Практически все пытались отговорить ее от мыслей о литературном поприще. Отец, пожилой маркиз, хоть и не признавший ее своей дочерью, старался разубедить ее в желании заниматься драматургией. В письме, адресованном ей незадолго до смерти, Помпиньян высказался так: «Если в своих сочинениях вы покажете, что существа вашего пола рациональны и мудры, то каковы будем мы, мужчины, и без того нынче недалекие и несостоятельные? Прощай, превосходство, коим мы так гордились! Теперь нами будут повелевать женщины. <…> Женщине, может, и позволено сочинять, но, во имя благополучия в этом мире, им запрещено, берясь за это занятие, на что-либо претендовать». Вопреки всему она настояла на своем и написала около тридцати пьес, многие из которых оказались утеряны, но некоторые исполнялись на сцене Комеди Франсэз. Она настолько не сомневалась в собственном драматургическом даре, что, похвалившись, будто за пять дней сумеет написать полноценную пьесу, бросила вызов наиболее преуспевающему драматургу того времени – Карону де Бомарше, автору «Женитьбы Фигаро», и предложила ему устроить литературную дуэль, поскольку он как-то заявил, что Комеди Франсэз не следует исполнять пьесы, сочиненные женщинами. В случае победы де Гуж обещала передать выигрыш в качестве приданого шести молодым особам, чтобы они могли выйти замуж. Бомарше не потрудился ответить[329]
.В своих пьесах и в политических трактатах Олимпия де Гуж боролась за то самое эфемерное всеобщее равенство, превозносившееся деятелями Революции. Она защищала права как женщин, так и мужчин, выступала против рабства, доказывая, что за предрассудком, допускающим покупку и продажу людей с черной кожей, нет ничего, кроме жадности и корысти. Рабство в конце концов было отменено декретом революционного Конвента 4 февраля 1794 года; почти пятнадцать лет спустя был составлен почетный список «отважных людей, выступавших с обоснованиями или трудившихся ради отмены работорговли». Олимпия де Гуж – единственная женщина, которая в нем упомянута[330]

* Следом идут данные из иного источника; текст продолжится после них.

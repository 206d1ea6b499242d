//! Transcript query and command handlers.

use std::sync::Arc;

use crate::domain::foundation::SessionKey;
use crate::domain::transcript::TranscriptEntry;
use crate::ports::{TranscriptError, TranscriptStore};

/// Query for a session's transcript.
#[derive(Debug, Clone)]
pub struct GetTranscriptQuery {
    pub session: SessionKey,
}

/// Handler for GetTranscriptQuery.
pub struct GetTranscriptHandler {
    transcript: Arc<dyn TranscriptStore>,
}

impl GetTranscriptHandler {
    pub fn new(transcript: Arc<dyn TranscriptStore>) -> Self {
        Self { transcript }
    }

    /// Returns the session's entries, oldest first.
    pub async fn handle(
        &self,
        query: GetTranscriptQuery,
    ) -> Result<Vec<TranscriptEntry>, TranscriptError> {
        self.transcript.list(&query.session).await
    }
}

/// Command to clear a session's transcript.
#[derive(Debug, Clone)]
pub struct ClearTranscriptCommand {
    pub session: SessionKey,
}

/// Handler for ClearTranscriptCommand.
pub struct ClearTranscriptHandler {
    transcript: Arc<dyn TranscriptStore>,
}

impl ClearTranscriptHandler {
    pub fn new(transcript: Arc<dyn TranscriptStore>) -> Self {
        Self { transcript }
    }

    /// Clears the transcript and returns how many entries were removed.
    pub async fn handle(&self, cmd: ClearTranscriptCommand) -> Result<usize, TranscriptError> {
        let removed = self.transcript.clear(&cmd.session).await?;
        tracing::debug!(session = %cmd.session, removed, "Transcript cleared");
        Ok(removed)
    }
}

#[cfg(test)]
mod tests {
    use super::*;
    use crate::adapters::transcript::InMemoryTranscriptStore;
    use crate::domain::input::InputSource;
    use crate::domain::transcript::EntryOutcome;

    #[tokio::test]
    async fn get_and_clear_round_trip_through_store() {
        let store: Arc<dyn TranscriptStore> = Arc::new(InMemoryTranscriptStore::new());
        let session = SessionKey::new("tab-1").unwrap();
        store
            .append(
                &session,
                TranscriptEntry::new("q", InputSource::Text, EntryOutcome::NotFound),
            )
            .await
            .unwrap();

        let get = GetTranscriptHandler::new(Arc::clone(&store));
        let clear = ClearTranscriptHandler::new(Arc::clone(&store));

        let entries = get
            .handle(GetTranscriptQuery {
                session: session.clone(),
            })
            .await
            .unwrap();
        assert_eq!(entries.len(), 1);

        let removed = clear
            .handle(ClearTranscriptCommand {
                session: session.clone(),
            })
            .await
            .unwrap();
        assert_eq!(removed, 1);

        let entries = get.handle(GetTranscriptQuery { session }).await.unwrap();
        assert!(entries.is_empty());
    }
}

.В отличие от других участниц Революции – таких как знаменитая мадам Ролан, – де Гуж стояла на том, что женщины должны иметь право голоса в политике и получить место в Национальном собрании. Когда мадам Ролан кротко объявила: «Нам не нужно иной империи, кроме той, которой правят наши сердца, и иного престола, кроме престола в нашей душе», де Гуж решила поспорить: «Женщинам дано право взойти на эшафот; у них должно быть право взойти на трибуну». Историк XIX века Жюль Мишле, приводя эти слова, в то же время не принимает де Гуж всерьез и считает «истеричной» особой, менявшей свои политические взгляды по настроению: «Она была революционеркой в июле 1789-го, а 6 октября, увидев, что король сделался узником в Париже, стала роялисткой. В июне 1791-го она перешла на сторону республиканцев, впечатленная попыткой бегства Людовика XVI, в результате обвиненного в измене, и вновь начала ему сочувствовать, когда он предстал перед судом»[331]
.Идеи «Декларации прав женщины и гражданки» противопоставлены «мизогинистским» суждениям Мишле. Этот документ не только совершенствует и дополняет «мужскую» версию, но также добавляет к списку гражданских свобод, перечисленных в «Декларации прав человека»[332]
, всеобщие права, предлагая, помимо прочих положений, признание внебрачных детей, оказание правовой помощи матерям, не состоящим в браке, право требовать от биологического отца признания ребенка, выплату алиментов в случае развода и замену брачных обетов «общественным договором», который подтверждал бы законный статус пар, как вступивших, так и не вступивших в брак, – все это предвосхищает современные формы договоров о гражданском союзе. Предложение де Гуж о том, чтобы все дети, законные они или нет, наделялись правом наследования, обрело юридическую силу во Франции только в 1975 году. Де Гуж посвятила свою «Декларацию прав женщины и гражданки» королеве Марии-Антуанетте – видимо, по дипломатическим соображениям. Решение оказалось немудрым.Олимпия де Гуж не стала ни блестящим драматургом, ни серьезным политическим теоретиком; это была женщина, которую заботил принцип социального равенства, провозглашенный, но наглядно опровергаемый фактами. Правила и нормы, придуманные законодателями Революции, де Гуж, как сознательная, восприимчивая личность, дополнила своей эмоциональной критикой, указывая на их недостатки и оспаривая их не с юридической, а с политической точки зрения.